O zamiarze oskarżonego w stosunku do popełnionego przezeń przestępstwa decyduje jego nastawienie psychiczne w chwili przystępowania do działania przestępnego lub powstałe w czasie jego dokonywania. W każdym zaś wypadku nastawienie psychiczne sprawcy musi istnieć co najmniej w chwili zakończenia działania przestępnego. Z zachowania się sprawcy po dokonaniu przestępstwa wolno jest wyciągać wnioski o jego nastawieniu psychicznym do czynu w czasie jego popełnienia, jeżeli zachowanie to świadczy o nastawieniu psychicznym w tym właśnie okresie. Wnioski o nastawieniu psychicznym sprawcy w czasie dokonywania przestępstwa, wyciągnięte z jego zachowania się po czynie, muszą być nie tylko prawidłowymi pod względem logicznym, lecz jedynymi, wyłączającymi w sposób bezwzględny odmienne równie logiczne wnioski-wyrok Sądu Najwyższego z dnia 4 września 1974 roku, V KR 262/74,OSNPG 1975/3/31.

Samo kierowanie przez oskarżonego pod adresem pokrzywdzonego gróźb pozbawienia życia oraz samo tylko użycie niebezpiecznego narzędzia nie przesądza, że oskarżony godził się na zadanie pokrzywdzonemu śmiertelnych obrażeń-wyrok Sądu Apelacyjnego w Krakowie z dnia 10 stycznia 2013 roku, II AKa164/12,LEX 1264352.

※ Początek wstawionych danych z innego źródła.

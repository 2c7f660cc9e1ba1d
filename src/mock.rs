//! In-memory driver used by the unit tests

use crate::driver::{CancelToken, NativeConnection, NativeResource, NativeResultSet, NativeStatement, Wrapper};
use crate::errors::{DriverError, DriverResult};

use std::sync::atomic::{AtomicBool, AtomicUsize, Ordering};
use std::sync::Arc;
use std::thread;
use std::time::{Duration, Instant};

/// Counts native closes so tests can check exactly-once release
#[derive(Debug, Default)]
pub(crate) struct DriverLog {
    pub connections_closed: AtomicUsize,
    pub statements_closed: AtomicUsize,
    pub result_sets_closed: AtomicUsize,
}

impl DriverLog {
    pub fn new() -> Arc<Self> {
        Arc::new(Self::default())
    }
}

fn close_failure(message: &str) -> DriverError {
    DriverError::new(message).with_sql_state("HY000").with_vendor_code(17)
}

pub(crate) struct MockConnection {
    log: Arc<DriverLog>,
    fail_close: bool,
    pub statements_created: usize,
}

impl MockConnection {
    pub fn new(log: &Arc<DriverLog>) -> Self {
        Self {
            log: Arc::clone(log),
            fail_close: false,
            statements_created: 0,
        }
    }

    pub fn failing_close(mut self) -> Self {
        self.fail_close = true;
        self
    }
}

impl Wrapper for MockConnection {}

impl NativeResource for MockConnection {
    fn close(&mut self) -> DriverResult<()> {
        self.log.connections_closed.fetch_add(1, Ordering::SeqCst);
        if self.fail_close {
            return Err(close_failure("connection close failed"));
        }
        Ok(())
    }
}

impl NativeConnection for MockConnection {
    fn create_statement(&mut self) -> DriverResult<Box<dyn NativeStatement>> {
        self.statements_created += 1;
        Ok(Box::new(MockStatement::new(&self.log)))
    }
}

/// Cancel flag shared between a [`MockStatement`] and its token
#[derive(Debug, Default)]
pub(crate) struct MockCancel {
    requested: AtomicBool,
    pub calls: AtomicUsize,
}

impl CancelToken for MockCancel {
    fn cancel(&self) -> DriverResult<()> {
        self.calls.fetch_add(1, Ordering::SeqCst);
        self.requested.store(true, Ordering::SeqCst);
        Ok(())
    }
}

pub(crate) struct MockStatement {
    log: Arc<DriverLog>,
    cancel: Option<Arc<MockCancel>>,
    delay: Duration,
    produces_results: bool,
    fail_close: bool,
    fail_result_close: bool,
    batch: Vec<String>,
    max_rows: u64,
    fetch_size: u32,
    update_count: Option<u64>,
    pub executed: Vec<String>,
}

impl MockStatement {
    pub fn new(log: &Arc<DriverLog>) -> Self {
        Self {
            log: Arc::clone(log),
            cancel: Some(Arc::default()),
            delay: Duration::ZERO,
            produces_results: true,
            fail_close: false,
            fail_result_close: false,
            batch: Vec::new(),
            max_rows: 0,
            fetch_size: 0,
            update_count: None,
            executed: Vec::new(),
        }
    }

    /// Every cursor-producing call returns `None`
    pub fn without_results(mut self) -> Self {
        self.produces_results = false;
        self
    }

    pub fn failing_close(mut self) -> Self {
        self.fail_close = true;
        self
    }

    /// `execute_query` and `execute_update` run for `delay` unless cancelled
    pub fn slow(mut self, delay: Duration) -> Self {
        self.delay = delay;
        self
    }

    /// Cursors this statement produces fail to close
    pub fn failing_result_close(mut self) -> Self {
        self.fail_result_close = true;
        self
    }

    /// The driver offers no cancellation
    pub fn without_cancel(mut self) -> Self {
        self.cancel = None;
        self
    }

    pub fn cancel_flag(&self) -> Option<Arc<MockCancel>> {
        self.cancel.clone()
    }

    fn run(&self) -> DriverResult<()> {
        let deadline = Instant::now() + self.delay;
        while Instant::now() < deadline {
            if let Some(cancel) = &self.cancel {
                if cancel.requested.swap(false, Ordering::SeqCst) {
                    return Err(DriverError::new("statement cancelled").with_sql_state("57014"));
                }
            }
            thread::sleep(Duration::from_millis(5));
        }
        Ok(())
    }

    fn users(&self) -> Option<Box<dyn NativeResultSet>> {
        if !self.produces_results {
            return None;
        }
        let rows = vec![
            vec![Some("1".to_string()), Some("alice".to_string())],
            vec![Some("2".to_string()), None],
        ];
        let mut rs = MockResultSet::new(&self.log, rows);
        rs.fail_close = self.fail_result_close;
        Some(Box::new(rs))
    }
}

impl Wrapper for MockStatement {}

impl NativeResource for MockStatement {
    fn close(&mut self) -> DriverResult<()> {
        self.log.statements_closed.fetch_add(1, Ordering::SeqCst);
        if self.fail_close {
            return Err(close_failure("statement close failed"));
        }
        Ok(())
    }
}

impl NativeStatement for MockStatement {
    fn execute_query(&mut self, sql: &str) -> DriverResult<Option<Box<dyn NativeResultSet>>> {
        self.run()?;
        self.executed.push(sql.to_string());
        self.update_count = None;
        Ok(self.users())
    }

    fn execute_update(&mut self, sql: &str) -> DriverResult<u64> {
        self.run()?;
        self.executed.push(sql.to_string());
        self.update_count = Some(1);
        Ok(1)
    }

    fn execute(&mut self, sql: &str) -> DriverResult<bool> {
        self.executed.push(sql.to_string());
        let is_query = sql.trim_start().to_ascii_uppercase().starts_with("SELECT");
        self.update_count = if is_query { None } else { Some(1) };
        Ok(is_query)
    }

    fn result_set(&mut self) -> DriverResult<Option<Box<dyn NativeResultSet>>> {
        Ok(self.users())
    }

    fn generated_keys(&mut self) -> DriverResult<Option<Box<dyn NativeResultSet>>> {
        if !self.produces_results {
            return Ok(None);
        }
        let rows = vec![vec![Some("42".to_string())]];
        Ok(Some(Box::new(MockResultSet::new(&self.log, rows))))
    }

    fn more_results(&mut self) -> DriverResult<bool> {
        Ok(false)
    }

    fn update_count(&mut self) -> DriverResult<Option<u64>> {
        Ok(self.update_count)
    }

    fn add_batch(&mut self, sql: &str) -> DriverResult<()> {
        self.batch.push(sql.to_string());
        Ok(())
    }

    fn clear_batch(&mut self) -> DriverResult<()> {
        self.batch.clear();
        Ok(())
    }

    fn execute_batch(&mut self) -> DriverResult<Vec<u64>> {
        let counts = vec![1; self.batch.len()];
        self.executed.append(&mut self.batch);
        Ok(counts)
    }

    fn max_rows(&self) -> DriverResult<u64> {
        Ok(self.max_rows)
    }

    fn set_max_rows(&mut self, rows: u64) -> DriverResult<()> {
        self.max_rows = rows;
        Ok(())
    }

    fn fetch_size(&self) -> DriverResult<u32> {
        Ok(self.fetch_size)
    }

    fn set_fetch_size(&mut self, rows: u32) -> DriverResult<()> {
        self.fetch_size = rows;
        Ok(())
    }

    fn cancel_token(&self) -> Option<Arc<dyn CancelToken>> {
        self.cancel.clone().map(|cancel| cancel as Arc<dyn CancelToken>)
    }
}

/// A vendor layer sitting between the proxy and [`MockStatement`]
pub(crate) struct VendorStatement {
    inner: MockStatement,
}

impl VendorStatement {
    pub fn new(inner: MockStatement) -> Self {
        Self { inner }
    }
}

impl Wrapper for VendorStatement {
    fn wrapped(&self) -> Option<&dyn Wrapper> {
        Some(&self.inner)
    }

    fn wrapped_mut(&mut self) -> Option<&mut dyn Wrapper> {
        Some(&mut self.inner)
    }
}

impl NativeResource for VendorStatement {
    fn close(&mut self) -> DriverResult<()> {
        self.inner.close()
    }
}

impl NativeStatement for VendorStatement {
    fn execute_query(&mut self, sql: &str) -> DriverResult<Option<Box<dyn NativeResultSet>>> {
        self.inner.execute_query(sql)
    }

    fn execute_update(&mut self, sql: &str) -> DriverResult<u64> {
        self.inner.execute_update(sql)
    }

    fn execute(&mut self, sql: &str) -> DriverResult<bool> {
        self.inner.execute(sql)
    }

    fn result_set(&mut self) -> DriverResult<Option<Box<dyn NativeResultSet>>> {
        self.inner.result_set()
    }

    fn generated_keys(&mut self) -> DriverResult<Option<Box<dyn NativeResultSet>>> {
        self.inner.generated_keys()
    }

    fn more_results(&mut self) -> DriverResult<bool> {
        self.inner.more_results()
    }

    fn update_count(&mut self) -> DriverResult<Option<u64>> {
        self.inner.update_count()
    }

    fn add_batch(&mut self, sql: &str) -> DriverResult<()> {
        self.inner.add_batch(sql)
    }

    fn clear_batch(&mut self) -> DriverResult<()> {
        self.inner.clear_batch()
    }

    fn execute_batch(&mut self) -> DriverResult<Vec<u64>> {
        self.inner.execute_batch()
    }

    fn max_rows(&self) -> DriverResult<u64> {
        self.inner.max_rows()
    }

    fn set_max_rows(&mut self, rows: u64) -> DriverResult<()> {
        self.inner.set_max_rows(rows)
    }

    fn fetch_size(&self) -> DriverResult<u32> {
        self.inner.fetch_size()
    }

    fn set_fetch_size(&mut self, rows: u32) -> DriverResult<()> {
        self.inner.set_fetch_size(rows)
    }

    fn cancel_token(&self) -> Option<Arc<dyn CancelToken>> {
        self.inner.cancel_token()
    }
}

/// Rows of nullable text cells; column 3 of any row holds a nested cursor,
/// which fails to close whenever its parent does
pub(crate) struct MockResultSet {
    log: Arc<DriverLog>,
    fail_close: bool,
    cursor: usize,
    last_was_null: bool,
    fetch_size: u32,
    pub rows: Vec<Vec<Option<String>>>,
}

impl MockResultSet {
    pub fn new(log: &Arc<DriverLog>, rows: Vec<Vec<Option<String>>>) -> Self {
        Self {
            log: Arc::clone(log),
            fail_close: false,
            cursor: 0,
            last_was_null: false,
            fetch_size: 0,
            rows,
        }
    }

    pub fn failing_close(mut self) -> Self {
        self.fail_close = true;
        self
    }

    fn cell(&mut self, column: usize) -> DriverResult<Option<String>> {
        let row = self
            .cursor
            .checked_sub(1)
            .and_then(|idx| self.rows.get(idx))
            .ok_or_else(|| DriverError::new("cursor is not on a row").with_sql_state("24000"))?;
        let value = column
            .checked_sub(1)
            .and_then(|idx| row.get(idx))
            .ok_or_else(|| DriverError::new(format!("invalid column {}", column)).with_sql_state("07009"))?
            .clone();
        self.last_was_null = value.is_none();
        Ok(value)
    }

    fn parsed<T: std::str::FromStr>(&mut self, column: usize) -> DriverResult<Option<T>> {
        match self.cell(column)? {
            Some(text) => text
                .parse()
                .map(Some)
                .map_err(|_| DriverError::new(format!("cannot convert {:?}", text)).with_sql_state("22018")),
            None => Ok(None),
        }
    }

    fn width(&self) -> usize {
        self.rows.first().map_or(0, Vec::len)
    }
}

impl Wrapper for MockResultSet {}

impl NativeResource for MockResultSet {
    fn close(&mut self) -> DriverResult<()> {
        self.log.result_sets_closed.fetch_add(1, Ordering::SeqCst);
        if self.fail_close {
            return Err(close_failure("result set close failed"));
        }
        Ok(())
    }
}

impl NativeResultSet for MockResultSet {
    fn next(&mut self) -> DriverResult<bool> {
        if self.cursor < self.rows.len() {
            self.cursor += 1;
            Ok(true)
        } else {
            self.cursor = self.rows.len() + 1;
            Ok(false)
        }
    }

    fn get_string(&mut self, column: usize) -> DriverResult<Option<String>> {
        self.cell(column)
    }

    fn get_i64(&mut self, column: usize) -> DriverResult<Option<i64>> {
        self.parsed(column)
    }

    fn get_f64(&mut self, column: usize) -> DriverResult<Option<f64>> {
        self.parsed(column)
    }

    fn get_bool(&mut self, column: usize) -> DriverResult<Option<bool>> {
        self.parsed(column)
    }

    fn get_bytes(&mut self, column: usize) -> DriverResult<Option<Vec<u8>>> {
        Ok(self.cell(column)?.map(String::into_bytes))
    }

    fn get_result_set(&mut self, column: usize) -> DriverResult<Option<Box<dyn NativeResultSet>>> {
        if column != 3 {
            return Ok(None);
        }
        let rows = vec![vec![Some("nested".to_string())]];
        let mut nested = MockResultSet::new(&self.log, rows);
        nested.fail_close = self.fail_close;
        Ok(Some(Box::new(nested)))
    }

    fn was_null(&self) -> DriverResult<bool> {
        Ok(self.last_was_null)
    }

    fn find_column(&self, label: &str) -> DriverResult<usize> {
        (1..=self.width())
            .find(|column| format!("c{}", column) == label)
            .ok_or_else(|| DriverError::new(format!("no column {}", label)).with_sql_state("42703"))
    }

    fn column_count(&self) -> DriverResult<usize> {
        Ok(self.width())
    }

    fn column_label(&self, column: usize) -> DriverResult<String> {
        if column == 0 || column > self.width() {
            return Err(DriverError::new(format!("invalid column {}", column)).with_sql_state("07009"));
        }
        Ok(format!("c{}", column))
    }

    fn row(&self) -> DriverResult<usize> {
        Ok(if self.cursor > self.rows.len() { 0 } else { self.cursor })
    }

    fn fetch_size(&self) -> DriverResult<u32> {
        Ok(self.fetch_size)
    }

    fn set_fetch_size(&mut self, rows: u32) -> DriverResult<()> {
        self.fetch_size = rows;
        Ok(())
    }
}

Faktycznie świadkowie J. J. ( k-51v), P. L. ( k-75v), P. J. ( k-55v), potwierdzili, że oskarżony po wyprowadzeniu na zewnątrz krzyczał, używał słów „ zabiję, ja cię zabiję”, ale ten ostatni świadek dodał także, że po chwili oskarżony stał obok barierki, był spokojny ( k- 55v), podobnie zachowanie oskarżonego ocenił R. C. twierdząc, że oskarżony będąc na zewnątrz zachowywał się normalnie, palił papierosa ( k-19v).

W ocenie Sądu Apelacyjnego nie jest możliwe jednoznaczne ustalenie, czy słowa wypowiedziane przez oskarżonego na zewnątrz budynku kierowane były do pokrzywdzonego D. J. i miały świadczyć o zamiarze sprawcy, jaki posiadał w chwili dokonywania przestępstwa. Przypomnieć należy, że po zadaniu ciosu nożem, wobec oskarżonego użyto gazu łzawiącego ( k-- 609v-zeznania A. M.), ponadto koledzy pokrzywdzonego „ chcieli się zemścić na oskarżonym, chcieli iść w jego kierunku” ( k-610v-zeznania J. J.). W świetle tych okoliczności nie jest możliwe ustalenie, czy słowa jakie miał wypowiadać oskarżony były kierowane do pokrzywdzonego ( który w tym czasie przebywał wewnątrz budynku), czy też do innych osób, np. tych, którzy wyprowadzili oskarżonego na zewnątrz, bądź tych, którzy zamknęli drzwi uniemożliwiając P. K. wejście do środka, lub wobec tej, która użyła wobec niego gazu łzawiącego.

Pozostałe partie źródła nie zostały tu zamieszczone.